Each record is to be transcribed in full and exactly.

Stored data entries
>>>

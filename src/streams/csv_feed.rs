//! CSV bar feed
//!
//! Columns: `start_time,open,high,low,close[,volume][,is_complete]` (`timestamp`
//! and `complete` are accepted too). The time is either epoch milliseconds or an
//! RFC 3339 string.

use anyhow::{bail, Context, Result};
use chrono::DateTime;
use serde::Deserialize;
use std::fs::File;
use std::io::{BufReader, Read};
use std::path::Path;
use tracing::{debug, info};

use crate::trading_core::Bar;

#[derive(Debug, Deserialize)]
struct CsvRow {
    #[serde(alias = "start_time")]
    timestamp: String,
    open: f64,
    high: f64,
    low: f64,
    close: f64,
    #[serde(default)]
    volume: f64,
    #[serde(default, alias = "is_complete")]
    complete: Option<bool>,
}

fn parse_timestamp(raw: &str) -> Result<i64> {
    let raw = raw.trim();
    if let Ok(ms) = raw.parse::<i64>() {
        return Ok(ms);
    }
    let parsed = DateTime::parse_from_rfc3339(raw)
        .with_context(|| format!("Invalid timestamp: {}", raw))?;
    Ok(parsed.timestamp_millis())
}

/// Parse bars from any CSV reader
pub fn read_bars<R: Read>(reader: R, include_incomplete: bool) -> Result<Vec<Bar>> {
    let mut csv_reader = csv::ReaderBuilder::new().trim(csv::Trim::All).from_reader(reader);
    let mut bars = Vec::new();
    let mut skipped = 0usize;

    for (line, result) in csv_reader.deserialize().enumerate() {
        let row: CsvRow = result.with_context(|| format!("Failed to parse CSV row {}", line + 1))?;
        let start_time = parse_timestamp(&row.timestamp).with_context(|| format!("Row {}", line + 1))?;
        if row.high < row.low {
            bail!("Row {}: high {} below low {}", line + 1, row.high, row.low);
        }

        let mut bar = Bar::new(start_time, row.open, row.high, row.low, row.close, row.volume);
        bar.is_complete = row.complete.unwrap_or(true);
        if !bar.is_complete && !include_incomplete {
            skipped += 1;
            continue;
        }
        bars.push(bar);
    }

    if skipped > 0 {
        debug!("Skipped {} incomplete bars", skipped);
    }
    Ok(bars)
}

/// Load bars from a CSV file
pub fn load_bars(path: &Path, include_incomplete: bool) -> Result<Vec<Bar>> {
    let file = File::open(path).with_context(|| format!("Failed to open file: {:?}", path))?;
    let bars = read_bars(BufReader::new(file), include_incomplete)?;
    info!("Loaded {} bars from {:?}", bars.len(), path);
    Ok(bars)
}

#[cfg(test)]
mod tests {
    use super::*;

    #[test]
    fn test_reads_epoch_and_rfc3339_rows() {
        let data = "timestamp,open,high,low,close,volume\n\
                    60000,100.0,101.0,99.5,100.5,12\n\
                    1970-01-01T00:02:00Z,100.5,102.0,100.0,101.75,8\n";
        let bars = read_bars(data.as_bytes(), false).unwrap();
        assert_eq!(bars.len(), 2);
        assert_eq!(bars[0].start_time, 60_000);
        assert_eq!(bars[1].start_time, 120_000);
        assert_eq!(bars[1].close, 101.75);
        assert!(bars.iter().all(|b| b.is_complete));
    }

    #[test]
    fn test_volume_optional_and_incomplete_filtered() {
        let data = "timestamp,open,high,low,close,complete\n\
                    0,1.0,2.0,0.5,1.5,true\n\
                    60000,1.5,2.5,1.0,2.0,false\n";
        let bars = read_bars(data.as_bytes(), false).unwrap();
        assert_eq!(bars.len(), 1);
        assert_eq!(bars[0].volume, 0.0);

        let bars = read_bars(data.as_bytes(), true).unwrap();
        assert_eq!(bars.len(), 2);
        assert!(!bars[1].is_complete);
    }

    #[test]
    fn test_accepts_bar_field_names() {
        let data = "start_time,open,high,low,close,volume,is_complete\n\
                    0,1.0,2.0,0.5,1.5,3,true\n";
        let bars = read_bars(data.as_bytes(), false).unwrap();
        assert_eq!(bars, vec![Bar::new(0, 1.0, 2.0, 0.5, 1.5, 3.0)]);
    }

    #[test]
    fn test_rejects_bad_rows() {
        let inverted = "timestamp,open,high,low,close\n0,1.0,0.5,2.0,1.0\n";
        assert!(read_bars(inverted.as_bytes(), false).is_err());

        let bad_time = "timestamp,open,high,low,close\nyesterday,1.0,2.0,0.5,1.0\n";
        assert!(read_bars(bad_time.as_bytes(), false).is_err());
    }
}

<<<

→ ANSWER FOR THE TASK
filename src/streams/csv_feed.rs
//! CSV bar feed
//!
//! Columns: `start_time,open,high,low,close[,volume][,is_complete]` (`timestamp`
//! and `complete` are accepted too). The time is either epoch milliseconds or an
//! RFC 3339 string.

use anyhow::{bail, Context, Result};
use chrono::DateTime;
use serde::Deserialize;
use std::fs::File;
use std::io::{BufReader, Read};
use std::path::Path;
use tracing::{debug, info};

use crate::trading_core::Bar;

#[derive(Debug, Deserialize)]
struct CsvRow {
    #[serde(alias = "start_time")]
    timestamp: String,
    open: f64,
    high: f64,
    low: f64,
    close: f64,
    #[serde(default)]
    volume: f64,
    #[serde(default, alias = "is_complete")]
    complete: Option<bool>,
}

fn parse_timestamp(raw: &str) -> Result<i64> {
    let raw = raw.trim();
    if let Ok(ms) = raw.parse::<i64>() {
        return Ok(ms);
    }
    let parsed = DateTime::parse_from_rfc3339(raw)
        .with_context(|| format!("Invalid timestamp: {}", raw))?;
    Ok(parsed.timestamp_millis())
}

/// Parse bars from any CSV reader
pub fn read_bars<R: Read>(reader: R, include_incomplete: bool) -> Result<Vec<Bar>> {
    let mut csv_reader = csv::ReaderBuilder::new().trim(csv::Trim::All).from_reader(reader);
    let mut bars = Vec::new();
    let mut skipped = 0usize;

    for (line, result) in csv_reader.deserialize().enumerate() {
        let row: CsvRow = result.with_context(|| format!("Failed to parse CSV row {}", line + 1))?;
        let start_time = parse_timestamp(&row.timestamp).with_context(|| format!("Row {}", line + 1))?;
        if row.high < row.low {
            bail!("Row {}: high {} below low {}", line + 1, row.high, row.low);
        }

        let mut bar = Bar::new(start_time, row.open, row.high, row.low, row.close, row.volume);
        bar.is_complete = row.complete.unwrap_or(true);
        if !bar.is_complete && !include_incomplete {
            skipped += 1;
            continue;
        }
        bars.push(bar);
    }

    if skipped > 0 {
        debug!("Skipped {} incomplete bars", skipped);
    }
    Ok(bars)
}

/// Load bars from a CSV file
pub fn load_bars(path: &Path, include_incomplete: bool) -> Result<Vec<Bar>> {
    let file = File::open(path).with_context(|| format!("Failed to open file: {:?}", path))?;
    let bars = read_bars(BufReader::new(file), include_incomplete)?;
    info!("Loaded {} bars from {:?}", bars.len(), path);
    Ok(bars)
}

#[cfg(test)]
mod tests {
    use super::*;

    #[test]
    fn test_reads_epoch_and_rfc3339_rows() {
        let data = "timestamp,open,high,low,close,volume\n\
                    60000,100.0,101.0,99.5,100.5,12\n\
                    1970-01-01T00:02:00Z,100.5,102.0,100.0,101.75,8\n";
        let bars = read_bars(data.as_bytes(), false).unwrap();
        assert_eq!(bars.len(), 2);
        assert_eq!(bars[0].start_time, 60_000);
        assert_eq!(bars[1].start_time, 120_000);
        assert_eq!(bars[1].close, 101.75);
        assert!(bars.iter().all(|b| b.is_complete));
    }

    #[test]
    fn test_volume_optional_and_incomplete_filtered() {
        let data = "timestamp,open,high,low,close,complete\n\
                    0,1.0,2.0,0.5,1.5,true\n\
                    60000,1.5,2.5,1.0,2.0,false\n";
        let bars = read_bars(data.as_bytes(), false).unwrap();
        assert_eq!(bars.len(), 1);
        assert_eq!(bars[0].volume, 0.0);

        let bars = read_bars(data.as_bytes(), true).unwrap();
        assert_eq!(bars.len(), 2);
        assert!(!bars[1].is_complete);
    }

    #[test]
    fn test_accepts_bar_field_names() {
        let data = "start_time,open,high,low,close,volume,is_complete\n\
                    0,1.0,2.0,0.5,1.5,3,true\n";
        let bars = read_bars(data.as_bytes(), false).unwrap();
        assert_eq!(bars, vec![Bar::new(0, 1.0, 2.0, 0.5, 1.5, 3.0)]);
    }

    #[test]
    fn test_rejects_bad_rows() {
        let inverted = "timestamp,open,high,low,close\n0,1.0,0.5,2.0,1.0\n";
        assert!(read_bars(inverted.as_bytes(), false).is_err());

        let bad_time = "timestamp,open,high,low,close\nyesterday,1.0,2.0,0.5,1.0\n";
        assert!(read_bars(bad_time.as_bytes(), false).is_err());
    }
}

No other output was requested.